Humans are bad at judging the size of things. In a experiment, participants were asked to pour the same amount of liquid into two different cups; one tall and skinny, the other shorter and fatter. Participants consistently poured more into the short-and-fat cup, indicating that they over-estimated the volume of the tall-and-skinny. This may explain why many premium beverages use tall and skinny cups; Red Bull cans, champagne glasses, and premium liquor bottles. Though the aluminum or glass is used inefficiently in a skinny shape (with a worse volume to surface area ratio), this is intentional in order to create a stronger perceived volume.
This optical illusion is partially explained by the fact that we mostly see in 2D, while volumes are 3D. The fat glass has less height and greater width and depth. But we only see the height and width, and we fail to appreciate the greater depth. However, this effect still appears to a lesser degree when assessing 2D areas. Humans perceive circles to be smaller than squares, and squares to be smaller than oblong rectangles, even when they have the same area.

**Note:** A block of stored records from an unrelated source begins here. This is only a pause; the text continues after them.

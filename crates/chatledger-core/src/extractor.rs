//! Field extraction from command arguments.
//!
//! Extraction is best effort: missing or malformed values become absent fields
//! and never abort the operation.

use chatledger_domain::{
    ExpenseFields, FlowFields, Operation, OperationKind, SaleFields, NO_NAME_CLIENT,
};

pub const DATE_MARKER: &str = "fecha";
pub const PAYMENT_MARKER: &str = "pago";
pub const SALE_MARKER: &str = "venta";
pub const ADVANCE_MARKER: &str = "anticipo";

/// Markers that terminate a sale description.
pub const SALE_STOP_KEYWORDS: [&str; 4] = [DATE_MARKER, PAYMENT_MARKER, SALE_MARKER, ADVANCE_MARKER];

/// Coerces a token to a number after discarding everything but digits, `.` and `-`.
///
/// The longest leading numeric run is parsed, so `$2,800.50` reads as `2800.5`.
/// A remainder without digits yields `None`, never zero.
pub fn coerce_amount(token: &str) -> Option<f64> {
    let cleaned: String = token
        .chars()
        .filter(|ch| ch.is_ascii_digit() || matches!(ch, '.' | '-'))
        .collect();
    numeric_prefix(&cleaned)
        .and_then(|prefix| prefix.parse::<f64>().ok())
        .filter(|value| value.is_finite())
}

fn numeric_prefix(text: &str) -> Option<&str> {
    let bytes = text.as_bytes();
    let mut end = usize::from(bytes.first() == Some(&b'-'));
    let integer_start = end;
    while end < bytes.len() && bytes[end].is_ascii_digit() {
        end += 1;
    }
    let mut digits = end - integer_start;

    if bytes.get(end) == Some(&b'.') {
        let fraction_start = end + 1;
        let mut fraction_end = fraction_start;
        while fraction_end < bytes.len() && bytes[fraction_end].is_ascii_digit() {
            fraction_end += 1;
        }
        let fraction_digits = fraction_end - fraction_start;
        if digits + fraction_digits > 0 {
            end = fraction_end;
            digits += fraction_digits;
        }
    }

    (digits > 0).then(|| &text[..end])
}

/// Position of the first case-insensitive occurrence of `marker`.
pub fn find_marker(tokens: &[String], marker: &str) -> Option<usize> {
    tokens
        .iter()
        .position(|token| token.to_lowercase() == marker)
}

/// Token that follows the first occurrence of `marker`.
pub fn value_after<'a>(tokens: &'a [String], marker: &str) -> Option<&'a str> {
    let index = find_marker(tokens, marker)?;
    tokens.get(index + 1).map(String::as_str)
}

/// Keyword-anchored numeric value.
pub fn amount_after(tokens: &[String], marker: &str) -> Option<f64> {
    value_after(tokens, marker).and_then(coerce_amount)
}

/// Joins tokens from `start` until one matches a stop keyword or input ends.
pub fn accumulate_until(tokens: &[String], start: usize, stop_keywords: &[&str]) -> String {
    tokens
        .iter()
        .skip(start)
        .take_while(|token| !stop_keywords.contains(&token.to_lowercase().as_str()))
        .map(String::as_str)
        .collect::<Vec<_>>()
        .join(" ")
}

/// Extracts sale fields. `args` excludes the command keyword.
///
/// The first argument names the client; markers are searched after it.
pub fn extract_sale(args: &[String]) -> SaleFields {
    let client = args
        .first()
        .cloned()
        .unwrap_or_else(|| NO_NAME_CLIENT.to_string());
    let fields = args.get(1..).unwrap_or(&[]);

    SaleFields {
        client,
        description: accumulate_until(fields, 0, &SALE_STOP_KEYWORDS),
        estimated_date: value_after(fields, DATE_MARKER).map(str::to_string),
        payment_amount: amount_after(fields, PAYMENT_MARKER),
        sale_amount: amount_after(fields, SALE_MARKER),
        advance_amount: amount_after(fields, ADVANCE_MARKER),
    }
}

/// Extracts `{amount} {concept...}`.
pub fn extract_expense(args: &[String]) -> ExpenseFields {
    ExpenseFields {
        amount: args.first().and_then(|token| coerce_amount(token)),
        concept: args.get(1..).unwrap_or(&[]).join(" "),
    }
}

/// Outflows share the expense shape; `billed` only selects the row band later.
pub fn extract_flow(args: &[String], billed: bool) -> FlowFields {
    let ExpenseFields { amount, concept } = extract_expense(args);
    FlowFields {
        amount,
        concept,
        billed,
    }
}

/// Builds the operation for `kind` from the arguments that follow the command keyword.
pub fn extract(kind: OperationKind, args: &[String]) -> Operation {
    match kind {
        OperationKind::RecordSale => Operation::RecordSale(extract_sale(args)),
        OperationKind::RecordPersonalExpense => {
            Operation::RecordPersonalExpense(extract_expense(args))
        }
        OperationKind::RecordBilledOutflow => {
            Operation::RecordBilledOutflow(extract_flow(args, true))
        }
        OperationKind::RecordUnbilledOutflow => {
            Operation::RecordUnbilledOutflow(extract_flow(args, false))
        }
        OperationKind::Unrecognized => Operation::Unrecognized,
    }
}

Some researchers hypothesize that the human brain uses perimeter length as a heuristic when estimating area.
For these reasons, data visualization best practices advocate for bar charts over bubble charts or pie charts to represent quantities. It’s much easier to judge the height of bars rather than the area of bubbles or size of wedges. In the latter cases, small values are perceived to be larger. In a scatterplot in particular, a cluster of small bubbles may appear visually larger than a single large bubble. Don’t even get me started on 3D charts.
But sometimes you really do need to use areas. The most common case I’ve encountered is when a scatterplot needs a third dimension. For example, this chart below shows the relationship between countries’ wealth and happiness, showing an upward but tapering trend. However, there’s a bunch of small countries who are outliers, and that’s not a coincidence; perhaps they’re an urban-heavy city-state (like Hong Kong, Singapore, Luxembourg) or a tiny oil-rich country (UAE, Qatar). These small countries should be given less weight when looking for patterns, and a smaller size bubble indicates that.

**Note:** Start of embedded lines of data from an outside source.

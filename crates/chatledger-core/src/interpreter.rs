//! Tokenize, classify, extract.

use chatledger_domain::{ChatCommand, Operation};

use crate::{classifier::classify, extractor::extract, tokenizer::tokenize, CoreError};

/// Interprets an already tokenized command.
pub fn interpret_command(command: &ChatCommand) -> Operation {
    let classification = classify(command);
    extract(classification.kind, command.tail(classification.consumed))
}

/// Interprets raw message text.
///
/// Blank input is [`CoreError::EmptyMessage`]; unrelated chatter is
/// [`Operation::Unrecognized`], which is not an error.
pub fn interpret(raw: &str) -> Result<Operation, CoreError> {
    let command = tokenize(raw)?;
    Ok(interpret_command(&command))
}
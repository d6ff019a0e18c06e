//! Splits raw message text into tokens.

use chatledger_domain::ChatCommand;

use crate::CoreError;

/// Trims the message and splits it on runs of whitespace.
///
/// Returns [`CoreError::EmptyMessage`] when nothing is left after trimming.
pub fn tokenize(raw: &str) -> Result<ChatCommand, CoreError> {
    let trimmed = raw.trim();
    if trimmed.is_empty() {
        return Err(CoreError::EmptyMessage);
    }
    let tokens = trimmed.split_whitespace().map(str::to_string).collect();
    Ok(ChatCommand::new(trimmed, tokens))
}
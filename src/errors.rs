use chatledger_config::ConfigError;
use chatledger_core::CoreError;
use chatledger_sheets::SheetsError;
use thiserror::Error;

/// Failures of the service shell: startup, transport, and wiring.
#[derive(Debug, Error)]
pub enum AppError {
    #[error("Configuration error: {0}")]
    Config(#[from] ConfigError),
    #[error("Ledger error: {0}")]
    Core(#[from] CoreError),
    #[error("Spreadsheet access failed: {0}")]
    Sheets(#[from] SheetsError),
    #[error("IO error: {0}")]
    Io(#[from] std::io::Error),
    #[error("Transport closed: {0}")]
    Transport(String),
}
use std::time::Duration;

use reqwest::{header::HeaderValue, RequestBuilder, Response, StatusCode};
use tracing::warn;

use crate::SheetsError;

#[derive(Debug, Clone)]
pub struct RetryPolicy {
    pub max_attempts: u32,
    pub initial_backoff_ms: u64,
    pub max_backoff_ms: u64,
}

impl Default for RetryPolicy {
    fn default() -> Self {
        Self {
            max_attempts: 3,
            initial_backoff_ms: 250,
            max_backoff_ms: 2_000,
        }
    }
}

impl RetryPolicy {
    /// Single attempt, for requests that must not be repeated.
    pub fn once() -> Self {
        Self {
            max_attempts: 1,
            ..Self::default()
        }
    }
}

#[derive(Debug, Clone, Copy, PartialEq, Eq)]
pub enum RetryDecision {
    Retryable,
    NonRetryable,
}

pub fn retry_decision_for_status(status: StatusCode) -> RetryDecision {
    if status == StatusCode::TOO_MANY_REQUESTS
        || status == StatusCode::REQUEST_TIMEOUT
        || status.is_server_error()
    {
        RetryDecision::Retryable
    } else {
        RetryDecision::NonRetryable
    }
}

fn retry_delay(attempt: u32, policy: &RetryPolicy, retry_after: Option<&HeaderValue>) -> Duration {
    if let Some(value) = retry_after.and_then(|v| v.to_str().ok()) {
        if let Ok(secs) = value.parse::<u64>() {
            return Duration::from_secs(secs.min(30));
        }
    }

    let exponent = 2u64.saturating_pow(attempt.saturating_sub(1));
    let base = policy
        .initial_backoff_ms
        .saturating_mul(exponent)
        .min(policy.max_backoff_ms);
    let jitter = (std::time::SystemTime::now()
        .duration_since(std::time::UNIX_EPOCH)
        .map(|d| d.subsec_nanos() as u64)
        .unwrap_or(0))
        % 150;
    Duration::from_millis(base.saturating_add(jitter))
}

/// Sends `request`, retrying throttling, timeouts, server errors, and connect failures.
pub async fn send_with_retry(
    request: RequestBuilder,
    policy: &RetryPolicy,
) -> Result<Response, SheetsError> {
    let attempts = policy.max_attempts.max(1);
    for attempt in 1..=attempts {
        let Some(cloned) = request.try_clone() else {
            return request.send().await.map_err(SheetsError::Http);
        };

        match cloned.send().await {
            Ok(response) => {
                let status = response.status();
                let decision = retry_decision_for_status(status);
                if decision == RetryDecision::Retryable && attempt < attempts {
                    let delay = retry_delay(
                        attempt,
                        policy,
                        response.headers().get(reqwest::header::RETRY_AFTER),
                    );
                    warn!(attempt, attempts, %status, ?delay, "sheets request retry");
                    tokio::time::sleep(delay).await;
                    continue;
                }
                return Ok(response);
            }
            Err(err) => {
                let retryable_transport = err.is_timeout() || err.is_connect();
                if retryable_transport && attempt < attempts {
                    let delay = retry_delay(attempt, policy, None);
                    warn!(attempt, attempts, error = %err, ?delay, "sheets transport retry");
                    tokio::time::sleep(delay).await;
                    continue;
                }
                return Err(SheetsError::Http(err));
            }
        }
    }

    Err(SheetsError::RetriesExhausted)
}
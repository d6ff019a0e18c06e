use std::collections::HashMap;

use chatledger_config::{BackendConfig, Config, ConfigError, ConfigManager, SheetLayout};
use chatledger_domain::MonthLocale;
use tempfile::tempdir;

fn env(pairs: &[(&str, &str)]) -> impl Fn(&str) -> Option<String> {
    let map: HashMap<String, String> = pairs
        .iter()
        .map(|(key, value)| (key.to_string(), value.to_string()))
        .collect();
    move |key: &str| map.get(key).cloned()
}

#[test]
fn default_config_matches_ledger_layout() {
    let cfg = Config::default();

    assert_eq!(cfg.locale, MonthLocale::Es);
    assert_eq!(cfg.health_port, 10000);
    assert_eq!(cfg.backend_timeout_secs, 30);
    assert!(cfg.serialize_writes);
    assert_eq!(cfg.sheets.billed_start_row, 37);
    assert_eq!(cfg.sheets.unbilled_start_row, 16);
    assert_eq!(cfg.sheets.expense_prefix, "GASTOS");
    assert_eq!(cfg.sheets.outflow_prefix, "ING-EGR");
    assert!(cfg.sheets.provision_sheets);
    assert!(matches!(cfg.backend, BackendConfig::Json { .. }));
    cfg.validate().expect("defaults are valid");
}

#[test]
fn config_manager_persists_and_loads_config() {
    let dir = tempdir().expect("tempdir");
    let manager = ConfigManager::new(dir.path().join("nested").join("config.json"));

    let mut cfg = Config::default();
    cfg.locale = MonthLocale::En;
    cfg.timezone = Some("America/Mexico_City".into());
    cfg.backend = BackendConfig::Memory;

    manager.save(&cfg).expect("save config");
    let loaded = manager.load().expect("load config");

    assert_eq!(loaded, cfg);
    assert!(!dir.path().join("nested").join("config.json.tmp").exists());
}

#[test]
fn missing_file_yields_defaults() {
    let dir = tempdir().expect("tempdir");
    let manager = ConfigManager::new(dir.path().join("absent.json"));
    assert_eq!(manager.load().expect("load"), Config::default());
}

#[test]
fn partial_documents_fill_in_defaults() {
    let dir = tempdir().expect("tempdir");
    let path = dir.path().join("config.json");
    std::fs::write(
        &path,
        r#"{"sheets":{"billed_start_row":40},"backend":{"kind":"sheets","spreadsheet_id":"abc"}}"#,
    )
    .expect("write");

    let cfg = ConfigManager::new(path).load().expect("load");

    assert_eq!(cfg.sheets.billed_start_row, 40);
    assert_eq!(cfg.sheets.unbilled_start_row, 16);
    assert_eq!(
        cfg.backend,
        BackendConfig::Sheets {
            spreadsheet_id: "abc".into(),
            access_token: None,
            base_url: "https://sheets.googleapis.com/v4/".into(),
        }
    );
}

#[test]
fn malformed_file_is_a_serde_error() {
    let dir = tempdir().expect("tempdir");
    let path = dir.path().join("config.json");
    std::fs::write(&path, "{ not json").expect("write");

    let err = ConfigManager::new(path).load().unwrap_err();
    assert!(matches!(err, ConfigError::Serde(_)));
}

#[test]
fn spreadsheet_id_selects_sheets_backend() {
    let mut cfg = Config::default();
    cfg.apply_overrides(env(&[
        ("SPREADSHEET_ID", "sheet-123"),
        ("SHEETS_ACCESS_TOKEN", "token"),
        ("PORT", "8080"),
    ]))
    .expect("overrides");

    assert_eq!(cfg.health_port, 8080);
    match cfg.backend {
        BackendConfig::Sheets {
            spreadsheet_id,
            access_token,
            base_url,
        } => {
            assert_eq!(spreadsheet_id, "sheet-123");
            assert_eq!(access_token.as_deref(), Some("token"));
            assert_eq!(base_url, BackendConfig::default_base_url());
        }
        other => panic!("unexpected backend {other:?}"),
    }
}

#[test]
fn token_without_spreadsheet_leaves_file_backend_alone() {
    let mut cfg = Config::default();
    cfg.backend = BackendConfig::Memory;
    cfg.apply_overrides(env(&[("SHEETS_ACCESS_TOKEN", "token"), ("PORT", " ")]))
        .expect("overrides");

    assert_eq!(cfg.backend, BackendConfig::Memory);
    assert_eq!(cfg.health_port, 10000);
}

#[test]
fn invalid_port_is_reported() {
    let mut cfg = Config::default();
    let err = cfg.apply_overrides(env(&[("PORT", "http")])).unwrap_err();
    assert!(matches!(err, ConfigError::Env { var: "PORT", .. }));
}

#[test]
fn timezone_override_is_validated() {
    let mut cfg = Config::default();
    cfg.apply_overrides(env(&[("CHATLEDGER_TIMEZONE", "America/Monterrey")]))
        .expect("valid zone");
    assert!(cfg.time_zone().expect("parse").is_some());

    let err = cfg
        .apply_overrides(env(&[("CHATLEDGER_TIMEZONE", "Mars/Olympus")]))
        .unwrap_err();
    assert!(matches!(err, ConfigError::Env { .. }));
}

#[test]
fn layout_rejects_start_rows_past_scan_end() {
    let layout = SheetLayout {
        billed_start_row: 2000,
        ..SheetLayout::default()
    };
    assert!(matches!(layout.validate(), Err(ConfigError::Invalid(_))));

    let empty_prefix = SheetLayout {
        expense_prefix: " ".into(),
        ..SheetLayout::default()
    };
    assert!(empty_prefix.validate().is_err());
}

#[test]
fn provisioning_can_be_turned_off_in_the_file() {
    let cfg: Config =
        serde_json::from_str(r#"{ "sheets": { "provision_sheets": false } }"#).expect("parse");

    assert!(!cfg.sheets.provision_sheets);
    assert_eq!(cfg.sheets.billed_start_row, 37);
}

For this case, comparing sizes is not particularly important. How many times larger is the US than Mexico? Than Qatar? Visually, it’s not obvious that it’s 2.5x and 120x, respectively. But it doesn’t matter; you just need to know that the US and Mexico are solid trend indicators, and Qatar is not.
But perhaps size does matter; perhaps you’re using size to indicate the revenue you receive from a particular country, so it is important to judge Mexico’s relative importance to the US. How should you represent the data? You could scale the bubbles’ areas accurately to the values; Mexico’s bubble should be 2.5x less area, with 1.6x shorter diameter. This seems like a straightforward and honest method. But as we discussed, readers will still over-estimate the relative importance of Mexico.
To compensate, you could exaggerate the sizes to create the intended psychological effect; Mexico’s bubble could have 4x less area, to create the visual impression of 2.5x. User Interfaces do this all the time. Your car’s gas gauge will hit “E” for empty, but you’ll still have a good 10% of your tank left. Video games often do this with health bars; the last 1% of the player’s health bar may contain 5% of their health, and vice-versa for enemies. But I imagine if a data analyst was exposed as adjusting sizes this way, they would be accused of manipulating the data.
I ran into this problem at my day job. I’m making a scatterplot of Marvel Snap and our adjacent competitor games. The visualization is doubly confounded by the irregular game logos I’m using instead of bubbles. I’ve been going crazy trying to resize Fortnite and Clash of Clans’ logos to be psychologically proportional to their numbers. Fwiw, I’m definitely overthinking it. I should probably just go to bed.